Employers in Michigan, Kentucky, Ohio and Tennessee may now have more freedom to alter, reduce or eliminate healthcare benefits provided to retired union workers.  On January 26, 2015, the Supreme Court inM&G Polymers USA, LLC v. Tackett unanimously decided that the Sixth Circuit’s long-standing “Yard-Man” presumption violates traditional principles of contract law. 2015 U.S. LEXIS 759 (2015).  Under Yard-Man, courts should presume that healthcare benefits provided to union employees are vested for the life of the retired employee unless the collective-bargaining agreement clearly states to the contrary. See United Auto Workers v. Yard-Man, Inc., 716 F.2d 1476 (6th Cir. 1983).  As Justice Clarence Thomas noted, however, such a presumption distorts any attempt to ascertain the actual intent of the parties.  As a result, it effectively disregards ordinary contract principles and “plac[es] a thumb on the scale in favor of vested retiree benefits in all collective-bargaining agreements.” M&G Polymers, 2015 U.S. LEXIS, at *18.

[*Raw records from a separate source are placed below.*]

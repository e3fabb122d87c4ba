//! Encyclopedia lookups for extracted equipment names.

use crate::catalog::basic_info;
use crate::error::{EquipmentError, Result};
use crate::extract::extract_equipment_names;
use crate::normalize::normalize_for_lookup;
use facilitymap_core::cache::TtlCache;
use facilitymap_core::config::{EquipmentConfig, LookupProfile};
use futures::future::join_all;
use serde::Serialize;
use std::future::Future;
use std::time::Duration;
use tracing::{debug, warn};

/// Descriptions longer than this many characters are cut and end in `...`.
pub const DESCRIPTION_MAX_CHARS: usize = 150;

/// Description of a fallback entry without offline data.
pub const UNAVAILABLE_DESCRIPTION: &str = "網路連線問題，無法載入詳細資訊";

/// Page summary as returned by a [`SummarySource`].
#[derive(Debug, Clone, Default, PartialEq)]
pub struct PageSummary {
    pub title: String,
    /// Short description; preferred over `extract`
    pub description: Option<String>,
    pub extract: Option<String>,
    pub thumbnail: Option<String>,
    pub original_image: Option<String>,
    pub page_url: Option<String>,
}

/// Source of encyclopedia page summaries.
pub trait SummarySource: Send + Sync {
    /// Summary for `title`; `Ok(None)` when no such page exists.
    fn summary(&self, title: &str) -> impl Future<Output = Result<Option<PageSummary>>> + Send;
}

/// Resolved information about one equipment name.
#[derive(Debug, Clone, PartialEq, Serialize)]
pub struct EquipmentInfo {
    /// Name as extracted from the text
    pub name: String,
    pub title: String,
    pub description: String,
    pub thumbnail: Option<String>,
    pub original_image: Option<String>,
    pub page_url: Option<String>,
    /// Built locally because the source could not be reached
    pub fallback: bool,
    /// Fallback built from the offline catalog
    pub offline_data: bool,
}

impl EquipmentInfo {
    fn from_summary(name: &str, summary: PageSummary) -> Self {
        let description = summary
            .description
            .filter(|d| !d.is_empty())
            .or(summary.extract)
            .map(|text| truncate_description(&text))
            .unwrap_or_default();

        Self {
            name: name.to_string(),
            title: summary.title,
            description,
            thumbnail: summary.thumbnail,
            original_image: summary.original_image,
            page_url: summary.page_url,
            fallback: false,
            offline_data: false,
        }
    }

    fn offline(name: &str, description: String, offline_data: bool) -> Self {
        Self {
            name: name.to_string(),
            title: name.to_string(),
            description,
            thumbnail: None,
            original_image: None,
            page_url: None,
            fallback: true,
            offline_data,
        }
    }
}

/// Cut `text` to [`DESCRIPTION_MAX_CHARS`] characters, appending `...` when cut.
pub fn truncate_description(text: &str) -> String {
    if text.chars().count() <= DESCRIPTION_MAX_CHARS {
        return text.to_string();
    }
    let head: String = text.chars().take(DESCRIPTION_MAX_CHARS).collect();
    format!("{}...", head.trim())
}

/// Batch and timeout limits of a lookup profile.
#[derive(Debug, Clone, Copy, PartialEq, Eq)]
pub struct ProfileLimits {
    /// Lookups issued concurrently
    pub batch_size: usize,
    /// Names taken from one text
    pub max_items: usize,
    /// Per-lookup timeout
    pub timeout: Duration,
}

impl ProfileLimits {
    pub fn for_profile(profile: LookupProfile) -> Self {
        match profile {
            LookupProfile::Desktop => Self {
                batch_size: 3,
                max_items: 5,
                timeout: Duration::from_secs(5),
            },
            LookupProfile::Mobile => Self {
                batch_size: 2,
                max_items: 3,
                timeout: Duration::from_secs(8),
            },
        }
    }
}

/// Resolves equipment names against a [`SummarySource`] with caching and
/// offline fallback.
pub struct EquipmentResolver<S> {
    source: S,
    cache: TtlCache<EquipmentInfo>,
    profile: LookupProfile,
    limits: ProfileLimits,
    batch_delay: Duration,
}

impl<S: SummarySource> EquipmentResolver<S> {
    pub fn new(source: S, config: &EquipmentConfig) -> Self {
        Self {
            source,
            cache: TtlCache::new(Duration::from_secs(config.cache_max_age_secs)),
            profile: config.profile,
            limits: ProfileLimits::for_profile(config.profile),
            batch_delay: Duration::from_millis(config.batch_delay_ms),
        }
    }

    pub fn profile(&self) -> LookupProfile {
        self.profile
    }

    pub fn limits(&self) -> ProfileLimits {
        self.limits
    }

    pub fn source(&self) -> &S {
        &self.source
    }

    /// Equipment names in `text`, capped by the profile.
    pub fn extract(&self, text: &str) -> Vec<String> {
        extract_equipment_names(text, self.limits.max_items)
    }

    /// Resolve one name.
    ///
    /// Returns `None` when the source has no page for it. Source failures
    /// and timeouts produce an uncached fallback entry, filled from the
    /// offline catalog when the model is known.
    pub async fn lookup(&self, name: &str) -> Option<EquipmentInfo> {
        let key = normalize_for_lookup(name);
        if let Some(hit) = self.cache.get(&key) {
            debug!(name, key = %key, "Equipment cache hit");
            return Some(hit);
        }

        let outcome = tokio::time::timeout(self.limits.timeout, self.source.summary(&key))
            .await
            .unwrap_or(Err(EquipmentError::Timeout(self.limits.timeout)));

        match outcome {
            Ok(Some(summary)) => {
                let info = EquipmentInfo::from_summary(name, summary);
                self.cache.insert(key, info.clone());
                Some(info)
            }
            Ok(None) => {
                debug!(name, key = %key, "No summary page");
                None
            }
            Err(e) => {
                warn!(name, key = %key, error = %e, "Equipment lookup failed, using offline data");
                Some(self.fallback(name, &key))
            }
        }
    }

    fn fallback(&self, name: &str, key: &str) -> EquipmentInfo {
        match basic_info(key).or_else(|| basic_info(name)) {
            Some(basic) => {
                let note = match self.profile {
                    LookupProfile::Desktop => "基本資訊",
                    LookupProfile::Mobile => "離線資料",
                };
                let description = format!("{} ({}) - {note}", basic.kind, basic.country);
                EquipmentInfo::offline(name, description, true)
            }
            None => EquipmentInfo::offline(name, UNAVAILABLE_DESCRIPTION.to_string(), false),
        }
    }

    /// Extract names from `text` and resolve them.
    ///
    /// Names are resolved in batches of the profile's size, concurrently
    /// within a batch, pausing between batches. Names without a page are
    /// left out of the result.
    pub async fn process_text(&self, text: &str) -> Vec<EquipmentInfo> {
        let names = self.extract(text);
        if names.is_empty() {
            return Vec::new();
        }

        let batches: Vec<&[String]> = names.chunks(self.limits.batch_size.max(1)).collect();
        let mut resolved = Vec::with_capacity(names.len());

        for (i, batch) in batches.iter().enumerate() {
            let results = join_all(batch.iter().map(|name| self.lookup(name))).await;
            resolved.extend(results.into_iter().flatten());

            if i + 1 < batches.len() {
                tokio::time::sleep(self.batch_delay).await;
            }
        }

        debug!(names = names.len(), resolved = resolved.len(), "Equipment lookup finished");
        resolved
    }
}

This is a major win for employers.  While the Court’s holding does not imply a presumption in favor of employers or offer guidance to lower courts when determining whether retirees are entitled to vested lifetime benefits, the decision removes a significant hurdle for employers seeking to reduce financial liabilities to retirees.  In addition, the Court specifically identified and rejected a number of arguments that union retirees could make in favor of vested health benefits.  For example, the Court rejected the idea that a clause specifically limiting the duration of retiree health benefits is necessary for a court to find that the benefits are not vested.  And the Court dismissed the idea that contract language tying retiree health benefits to pension benefits indicates the intent for the benefits to be vested.